8. In a tufting machine of the type having a machine frame, and at least one reciprocable needle bar having a series of spaced needles mounted therealong, each carrying a yarn for forming tufts of yarns in a backing material passing therebeneath, the improvement therein comprising:

a puller roll assembly mounted to the machine frame for tensioning the yarns being fed to the needles, said puller roll assembly comprising:

a driven puller roll having a series of radially projecting teeth; and

a pair of floating puller rolls mounted at spaced positions, each laterally offset from said driven puller roll and with each of said floating puller rolls having a series of radially projecting teeth adapted to engage and mesh with said teeth of said driven puller roll to cause rotation of said floating puller rolls;

wherein a yarn engagement path is defined between said driven and floating puller rolls along which the yarns are engaged at multiple points of contact, and wherein said floating puller rolls are positioned at a minimum spacing from said driven puller roll sufficient to enable positive engagement and tensioning of the yarns at said multiple points of contact without requiring tight pinching contact of the yarns between said teeth of said puller rolls.

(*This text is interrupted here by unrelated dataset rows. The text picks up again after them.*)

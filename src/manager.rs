//! Orchestration of full and incremental index builds, plus the
//! in-memory index cache that searches read from.
//!
//! Mutation is guarded per collection: a lazily populated registry hands
//! out one lock per collection key, so rebuilds of the same collection
//! serialize while unrelated collections index concurrently. Searches
//! never take a build lock; they read the currently published
//! `Arc<CollectionIndex>` snapshot, and a rebuild publishes its
//! replacement only after the new state is fully built and persisted.
//! Readers therefore always observe a complete index, old or new.

use std::{
    collections::{HashMap, HashSet},
    path::{Path, PathBuf},
    sync::Arc,
};

use chrono::Utc;
use parking_lot::{Mutex, RwLock};
use rayon::prelude::*;
use serde::Serialize;
use sha2::{Digest, Sha256};
use tracing::{debug, error, info, warn};

use crate::{
    chunking::{self, ChunkRecord},
    collection_id::CollectionId,
    error::Result,
    matrix,
    ranker::{self, SearchHit},
    store::{self, CollectionIndex, FileEntry, INDEX_TYPE, IndexMetadata},
    tokenizer::Tokenizer,
    vocabulary::Vocabulary,
    walker,
};

/// Chunk geometry for index builds.
#[derive(Debug, Clone, Copy)]
pub struct IndexOptions {
    pub chunk_size: usize,
    pub overlap_size: usize,
}

impl Default for IndexOptions {
    fn default() -> Self {
        Self {
            chunk_size: chunking::DEFAULT_CHUNK_SIZE,
            overlap_size: chunking::DEFAULT_OVERLAP_SIZE,
        }
    }
}

/// Result of an index operation, reported to the caller instead of
/// raised: indexing failures degrade to `success = false` plus a
/// human-readable message.
#[derive(Debug, Clone)]
pub struct IndexOutcome {
    pub success: bool,
    pub message: String,
}

/// Summary of a collection's persisted index, read from metadata alone.
#[derive(Debug, Clone, Serialize)]
pub struct IndexInfo {
    pub files_count: usize,
    pub total_chunks: usize,
    pub total_unique_words: usize,
    pub last_updated: String,
    pub files: Vec<String>,
    pub index_type: String,
    pub matrix_shape: [usize; 2],
    pub chunk_size: usize,
    pub overlap_size: usize,
    pub supported_formats: Vec<String>,
}

/// A source file read and hashed during change detection.
struct SourceFile {
    filename: String,
    content: String,
    content_hash: String,
}

pub struct IndexManager {
    index_dir: PathBuf,
    options: IndexOptions,
    tokenizer: Tokenizer,
    /// Published index snapshots, keyed by collection key. Entries are
    /// replaced wholesale; concurrent readers keep their own `Arc`.
    cache: RwLock<HashMap<String, Arc<CollectionIndex>>>,
    /// One build lock per collection key, created on first use.
    build_locks: Mutex<HashMap<String, Arc<Mutex<()>>>>,
}

impl IndexManager {
    pub fn new(index_dir: impl Into<PathBuf>) -> Self {
        Self::with_options(index_dir, IndexOptions::default())
    }

    pub fn with_options(
        index_dir: impl Into<PathBuf>,
        options: IndexOptions,
    ) -> Self {
        Self {
            index_dir: index_dir.into(),
            options,
            tokenizer: Tokenizer::default(),
            cache: RwLock::new(HashMap::new()),
            build_locks: Mutex::new(HashMap::new()),
        }
    }

    /// Index a collection's source directory, incrementally unless
    /// `force` is set.
    ///
    /// Change detection is hash-based: new and changed files are
    /// re-chunked and re-tokenized, deleted files' chunks are dropped,
    /// and unchanged files' chunk records are retained verbatim. The
    /// vocabulary and matrix are always rebuilt over the union so term
    /// ids stay consistent. When nothing changed, the call is a no-op
    /// that touches no persisted state.
    pub fn index(
        &self,
        id: &CollectionId,
        files_dir: &Path,
        force: bool,
    ) -> IndexOutcome {
        let lock = self.build_lock(id);
        let _guard = lock.lock();

        match self.rebuild(id, files_dir, force) {
            Ok(outcome) => outcome,
            Err(e) => {
                error!(collection = %id, error = %e, "indexing failed");
                IndexOutcome {
                    success: false,
                    message: format!("indexing failed: {e}"),
                }
            }
        }
    }

    /// Rank a collection's chunks against a query.
    ///
    /// Loads the persisted index into the cache on first access. A
    /// missing or corrupt index degrades to an empty result with a
    /// warning; search never surfaces an error to the caller.
    pub fn search(
        &self,
        id: &CollectionId,
        query: &str,
        top_k: usize,
    ) -> Vec<SearchHit> {
        let Some(index) = self.cached_or_load(id) else {
            return Vec::new();
        };
        ranker::search(&index, &self.tokenizer, query, top_k)
    }

    /// Summarize a collection's index from metadata, without loading the
    /// matrix. Returns `None` when the collection has never been indexed
    /// or its metadata is unreadable.
    pub fn get_index_info(&self, id: &CollectionId) -> Option<IndexInfo> {
        let dir = self.collection_dir(id);
        match store::load_metadata(&dir) {
            Ok(Some(meta)) => Some(IndexInfo {
                files_count: meta.files.len(),
                files: meta.files.keys().cloned().collect(),
                total_chunks: meta.total_chunks,
                total_unique_words: meta.total_unique_words,
                last_updated: meta.last_updated,
                index_type: meta.index_type,
                matrix_shape: meta.matrix_shape,
                chunk_size: meta.chunk_size,
                overlap_size: meta.overlap_size,
                supported_formats: meta.supported_formats,
            }),
            Ok(None) => None,
            Err(e) => {
                warn!(collection = %id, error = %e, "unreadable index metadata");
                None
            }
        }
    }

    /// Evict one collection's cached index, or every cached index.
    /// The next search or index call reloads from disk.
    pub fn clear_cache(&self, id: Option<&CollectionId>) {
        let mut cache = self.cache.write();
        match id {
            Some(id) => {
                cache.remove(&id.key());
                info!(collection = %id, "cleared cached index");
            }
            None => {
                cache.clear();
                info!("cleared all cached indexes");
            }
        }
    }

    fn collection_dir(&self, id: &CollectionId) -> PathBuf {
        self.index_dir.join(id.key())
    }

    fn build_lock(&self, id: &CollectionId) -> Arc<Mutex<()>> {
        let mut locks = self.build_locks.lock();
        locks.entry(id.key()).or_default().clone()
    }

    fn cached_or_load(&self, id: &CollectionId) -> Option<Arc<CollectionIndex>> {
        let key = id.key();
        if let Some(index) = self.cache.read().get(&key) {
            return Some(index.clone());
        }

        match store::load(&self.collection_dir(id)) {
            Ok(index) => {
                let index = Arc::new(index);
                let mut cache = self.cache.write();
                // Another thread may have loaded concurrently; keep the
                // first published snapshot.
                Some(
                    cache
                        .entry(key)
                        .or_insert_with(|| index.clone())
                        .clone(),
                )
            }
            Err(e) if e.is_absent_index() => {
                warn!(collection = %id, error = %e, "no usable index on disk");
                None
            }
            Err(e) => {
                warn!(collection = %id, error = %e, "failed to load index");
                None
            }
        }
    }

    fn rebuild(
        &self,
        id: &CollectionId,
        files_dir: &Path,
        force: bool,
    ) -> Result<IndexOutcome> {
        let dir = self.collection_dir(id);

        let existing_metadata = if force {
            None
        } else {
            match store::load_metadata(&dir) {
                Ok(meta) => meta,
                Err(e) => {
                    warn!(
                        collection = %id,
                        error = %e,
                        "treating unreadable metadata as absent index"
                    );
                    None
                }
            }
        };

        let discovered = walker::discover_files(files_dir)?;

        // Read and hash every eligible file up front. Files that cannot
        // be read are skipped here and keep their previous state: their
        // old chunks and metadata entry survive this rebuild.
        let sources: Vec<SourceFile> = discovered
            .par_iter()
            .filter_map(|file| match std::fs::read(&file.path) {
                Ok(bytes) => Some(SourceFile {
                    filename: file.filename.clone(),
                    content: String::from_utf8_lossy(&bytes).into_owned(),
                    content_hash: hex_digest(&bytes),
                }),
                Err(e) => {
                    warn!(
                        file = %file.filename,
                        error = %e,
                        "skipping unreadable source file"
                    );
                    None
                }
            })
            .collect();

        let present: HashSet<&str> = discovered
            .iter()
            .map(|f| f.filename.as_str())
            .collect();

        let empty = IndexMetadata::default();
        let known = existing_metadata.as_ref().unwrap_or(&empty);

        let to_index: Vec<&SourceFile> = sources
            .iter()
            .filter(|source| {
                force
                    || known
                        .files
                        .get(&source.filename)
                        .is_none_or(|entry| entry.content_hash != source.content_hash)
            })
            .collect();

        let removed: Vec<String> = known
            .files
            .keys()
            .filter(|name| !present.contains(name.as_str()))
            .cloned()
            .collect();

        if to_index.is_empty() && removed.is_empty() && !force {
            debug!(collection = %id, "no changes detected");
            return Ok(IndexOutcome {
                success: true,
                message: "index is up to date".to_string(),
            });
        }

        // Chunks of unchanged files are carried over verbatim; changed
        // and removed files lose their old chunks here.
        let replaced: HashSet<&str> =
            to_index.iter().map(|s| s.filename.as_str()).collect();
        let retained: Vec<ChunkRecord> = if force {
            Vec::new()
        } else {
            match store::load_chunks(&dir) {
                Ok(Some(chunks)) => chunks
                    .into_iter()
                    .filter(|c| {
                        present.contains(c.filename.as_str())
                            && !replaced.contains(c.filename.as_str())
                    })
                    .collect(),
                Ok(None) => Vec::new(),
                Err(e) => {
                    warn!(
                        collection = %id,
                        error = %e,
                        "previous chunk records unreadable, re-indexing all files"
                    );
                    Vec::new()
                }
            }
        };

        info!(
            collection = %id,
            changed = to_index.len(),
            removed = removed.len(),
            retained = retained.len(),
            "rebuilding index"
        );

        let new_chunks: Vec<ChunkRecord> = to_index
            .par_iter()
            .flat_map_iter(|source| {
                let windows = chunking::split_into_chunks(
                    &source.content,
                    self.options.chunk_size,
                    self.options.overlap_size,
                );
                windows
                    .into_iter()
                    .enumerate()
                    .filter_map(|(chunk_index, text)| {
                        let tokens = self.tokenizer.tokenize(&text);
                        (!tokens.is_empty()).then(|| ChunkRecord {
                            filename: source.filename.clone(),
                            chunk_index,
                            text,
                            tokens,
                        })
                    })
                    .collect::<Vec<_>>()
            })
            .collect();

        let new_chunk_count = new_chunks.len();
        let mut all_chunks = retained;
        all_chunks.extend(new_chunks);

        if all_chunks.is_empty() {
            return Ok(IndexOutcome {
                success: false,
                message: "no indexable content found".to_string(),
            });
        }

        // The vocabulary and matrix cover the union of retained and new
        // chunks: term ids must stay globally consistent within the
        // index, so they are always rebuilt from scratch.
        let token_lists: Vec<Vec<String>> =
            all_chunks.iter().map(|c| c.tokens.clone()).collect();
        let vocabulary = Vocabulary::build(&token_lists);
        let tf = matrix::build_tf(&token_lists, &vocabulary);
        let (weighted, idf) = matrix::build_tfidf(&tf);

        let now = Utc::now().to_rfc3339();
        let mut metadata =
            existing_metadata.unwrap_or_default();
        for name in &removed {
            metadata.files.remove(name);
        }
        for source in &to_index {
            let chunk_count = all_chunks
                .iter()
                .filter(|c| c.filename == source.filename)
                .count();
            metadata.files.insert(
                source.filename.clone(),
                FileEntry {
                    content_hash: source.content_hash.clone(),
                    chunk_count,
                    indexed_at: now.clone(),
                },
            );
        }
        metadata.last_updated = now;
        metadata.total_chunks = all_chunks.len();
        metadata.index_type = INDEX_TYPE.to_string();
        metadata.total_unique_words = vocabulary.len();
        metadata.matrix_shape = weighted.shape();
        metadata.chunk_size = self.options.chunk_size;
        metadata.overlap_size = self.options.overlap_size;
        metadata.supported_formats = walker::TEXT_EXTENSIONS
            .iter()
            .map(|s| s.to_string())
            .collect();

        let index = CollectionIndex {
            vocabulary,
            idf,
            matrix: weighted,
            chunks: all_chunks,
            metadata,
        };

        // Persist before publishing: if the write fails, the previous
        // snapshot keeps serving searches.
        store::save(&dir, &index)?;

        let total_chunks = index.chunks.len();
        self.cache.write().insert(id.key(), Arc::new(index));

        let mut message = format!(
            "updated {} file(s), {} new chunk(s), {} chunk(s) in index",
            to_index.len(),
            new_chunk_count,
            total_chunks
        );
        if !removed.is_empty() {
            message.push_str(&format!(", removed {} file(s)", removed.len()));
        }

        info!(collection = %id, "{message}");
        Ok(IndexOutcome {
            success: true,
            message,
        })
    }
}

fn hex_digest(bytes: &[u8]) -> String {
    let digest = Sha256::digest(bytes);
    digest.iter().map(|b| format!("{b:02x}")).collect()
}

9. The tufting machine of claim 8, wherein said floating puller rolls are mounted in a vertically spaced relationship to one another and said driven puller roll is disposed partially between said floating puller rolls.

10. The tufting machine of claim 9, wherein said yarn is extended around and engaged by said teeth of said driven puller roll along a wrap portion of said driven puller roll.

11. The tufting machine of claim 8 and wherein said puller roll assembly further comprises a pair of spaced mounting brackets.

12. The tufting machine of claim 11 and wherein said mounting brackets each include a proximal bearing member and a distal bearing member laterally adjustable with respect to said proximal bearing member.

13. The tufting machine of claim 12 and wherein said driven puller roll is mounted on said proximal bearing members and said floating puller rolls are mounted on said distal bearing member so as to be moved toward and away from said driven puller roll for adjusting the spacing between said driven and floating puller rolls with the movement of said distal bearing members with respect to said proximal bearing members.